My parents were concerned that I'd never make a career from studying natural history, but I was lucky to be an undergraduate during the expansion in higher education.

Today, the freedom to discover the natural world for one's self is rare. Instead, anyone interested in natural history watches television.

I used to think Sir David Attenborough was the best advocate of biology to young people, but now I'm not so sure.

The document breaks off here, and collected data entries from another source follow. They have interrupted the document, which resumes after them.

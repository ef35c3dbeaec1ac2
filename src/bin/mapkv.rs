//! mapkv CLI
//!
//! Command-line front end for a mapkv environment.
//!
//! # Commands
//!
//! - `get` / `set` / `delete` - Point access to one key
//! - `dump` - Print every record, or a batch script that recreates them
//! - `batch` - Run a JSON batch request
//! - `script` - Run a Lua script in one write transaction
//! - `stat` / `info` - Engine statistics
//! - `copy` - Hot backup to another directory

use std::io::{Read, Write};
use std::path::PathBuf;
use std::time::Duration;

use anyhow::{bail, Context};
use clap::{Parser, Subcommand};
use mapkv::batch::BatchRequest;
use mapkv::script::LuaExecutor;
use mapkv::service::{ErrorResponse, KvService};
use mapkv::{Binding, EnvOptions, Environment};

/// Command-line tools for a mapkv environment.
#[derive(Parser)]
#[command(name = "mapkv")]
#[command(author, version, about, long_about = None)]
struct Cli {
    /// Path to the environment directory (or file for single-file stores)
    #[arg(global = true, short, long, default_value = ".")]
    path: PathBuf,

    /// JSON file with environment options
    #[arg(global = true, short, long)]
    config: Option<PathBuf>,

    /// Named keyspace to use instead of the default one
    #[arg(global = true, short, long)]
    database: Option<String>,

    /// Enable verbose output
    #[arg(global = true, short, long)]
    verbose: bool,

    #[command(subcommand)]
    command: Commands,
}

#[derive(Subcommand)]
enum Commands {
    /// Print the value stored under a key
    Get {
        /// Key to look up
        key: String,
    },

    /// Store a value under a key
    Set {
        /// Key to write
        key: String,

        /// Value to store; read from stdin when omitted
        value: Option<String>,
    },

    /// Remove a key
    Delete {
        /// Key to remove
        key: String,
    },

    /// Print every record of the keyspace
    Dump {
        /// Print a batch request that recreates the records instead
        #[arg(short, long)]
        script: bool,
    },

    /// Run a JSON batch request and print the report
    Batch {
        /// Request file; read from stdin when omitted
        file: Option<PathBuf>,
    },

    /// Run a Lua script inside one write transaction
    Script {
        /// Script file
        file: PathBuf,

        /// Abort the script after this many seconds
        #[arg(short, long)]
        timeout: Option<u64>,
    },

    /// Show B-tree statistics
    Stat,

    /// Show environment information
    Info,

    /// Copy the environment to another directory
    Copy {
        /// Destination directory; must exist and be empty
        dest: PathBuf,
    },

    /// Show version information
    Version,
}

fn read_stdin() -> anyhow::Result<Vec<u8>> {
    let mut buf = Vec::new();
    std::io::stdin().read_to_end(&mut buf).context("failed to read stdin")?;
    Ok(buf)
}

fn open(cli: &Cli) -> anyhow::Result<Environment> {
    let options = match &cli.config {
        Some(file) => EnvOptions::from_file(file)
            .with_context(|| format!("failed to load options from {}", file.display()))?,
        None => EnvOptions::default(),
    };
    let env = Environment::open_with(Binding::new()?, &cli.path, &options)
        .with_context(|| format!("failed to open environment at {}", cli.path.display()))?;
    Ok(env)
}

fn service(cli: &Cli, env: Environment) -> KvService {
    let service = KvService::new(env);
    match &cli.database {
        Some(name) => service.with_database(name.clone()),
        None => service,
    }
}

fn print_json<T: serde::Serialize>(value: &T) -> anyhow::Result<()> {
    println!("{}", serde_json::to_string_pretty(value)?);
    Ok(())
}

/// Prints the error body of a point operation and exits nonzero.
fn fail(body: ErrorResponse) -> ! {
    if let Ok(json) = serde_json::to_string(&body) {
        println!("{}", json);
    }
    std::process::exit(if body.status() == 404 { 2 } else { 1 })
}

fn run(cli: Cli) -> anyhow::Result<()> {
    match &cli.command {
        Commands::Version => {
            let version = Binding::new()?.version();
            println!("mapkv v{}", env!("CARGO_PKG_VERSION"));
            println!("{}", version.text);
        }
        Commands::Get { key } => {
            let service = service(&cli, open(&cli)?);
            match service.get(key) {
                Ok(Some(value)) => std::io::stdout().write_all(&value)?,
                Ok(None) => fail(ErrorResponse::not_found(key)),
                Err(e) => fail(ErrorResponse::from_error(&e, Some(key))),
            }
        }
        Commands::Set { key, value } => {
            let value = match value {
                Some(value) => value.clone().into_bytes(),
                None => read_stdin()?,
            };
            let service = service(&cli, open(&cli)?);
            match service.set(key, &value) {
                Ok(response) => print_json(&response)?,
                Err(e) => fail(ErrorResponse::from_error(&e, Some(key))),
            }
        }
        Commands::Delete { key } => {
            let service = service(&cli, open(&cli)?);
            match service.delete(key) {
                Ok(response) => print_json(&response)?,
                Err(e) => fail(ErrorResponse::from_error(&e, Some(key))),
            }
        }
        Commands::Dump { script } => {
            let service = service(&cli, open(&cli)?);
            if *script {
                println!("{}", service.dump_script()?.to_json()?);
            } else {
                for entry in service.dump()?.entries {
                    println!(
                        "{}\t{}",
                        String::from_utf8_lossy(&entry.key),
                        String::from_utf8_lossy(&entry.value)
                    );
                }
            }
        }
        Commands::Batch { file } => {
            let json = match file {
                Some(file) => std::fs::read_to_string(file)
                    .with_context(|| format!("failed to read {}", file.display()))?,
                None => String::from_utf8(read_stdin()?).context("request is not UTF-8")?,
            };
            // Malformed requests fail before any transaction is opened
            let request = BatchRequest::from_json(&json).context("malformed batch request")?;
            let service = service(&cli, open(&cli)?);
            print_json(&service.execute(&request)?)?;
        }
        Commands::Script { file, timeout } => {
            let script = std::fs::read_to_string(file)
                .with_context(|| format!("failed to read {}", file.display()))?;
            let env = open(&cli)?;
            let mut executor = LuaExecutor::new(env, timeout.map(Duration::from_secs));
            if let Some(name) = &cli.database {
                executor = executor.with_database(name.clone());
            }
            if let Some(result) = executor.execute_with_result(&script)? {
                println!("{}", result);
            }
        }
        Commands::Stat => {
            let env = open(&cli)?;
            let stat = match &cli.database {
                None => env.stat()?,
                Some(name) => env.read(|txn| txn.database(Some(name.as_str()), Default::default())?.stat())?,
            };
            print_json(&stat)?;
        }
        Commands::Info => {
            let env = open(&cli)?;
            print_json(&env.info()?)?;
        }
        Commands::Copy { dest } => {
            if !dest.is_dir() {
                bail!("destination {} is not a directory", dest.display());
            }
            let env = open(&cli)?;
            env.copy(dest)?;
            log::info!("Copied {} to {}", cli.path.display(), dest.display());
        }
    }
    Ok(())
}

fn main() -> anyhow::Result<()> {
    let cli = Cli::parse();

    let level = if cli.verbose { log::LevelFilter::Debug } else { log::LevelFilter::Warn };
    env_logger::Builder::from_default_env().filter_level(level).init();

    run(cli)
}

His programmes are so spectacular that they have sapped people's desire to get out there and discover things for themselves and, with it, the creativity that arises from such exploration.

Don't get me wrong - Sir David is one of biology's best publicists. It is just that his television programmes have excised any need to explore the natural world and thus find new things or new ways of looking at old things.

A few months ago in this column, I suggested that there ought to be an A-level course called "thinking for myself". As some readers were quick to point out, such a course already exists, called creative thinking.

Great - but neither I nor virtually any of my colleagues (including many schoolteachers) had heard of it.

This suggests that while someone in curriculum development recognises the value of getting creativity back on the agenda, the publicity department seems to lack the creativity needed to properly advertise it.

In fact, a creativity course is little more than a sticking plaster on a gaping wound. What's really needed is creativity permeating the entire education system.

Outliers is about real success, not the superficial triumph of ever-increasing A-level or undergraduate-degree scores. Real success in a career depends on hard work, creativity and luck. That much is obvious.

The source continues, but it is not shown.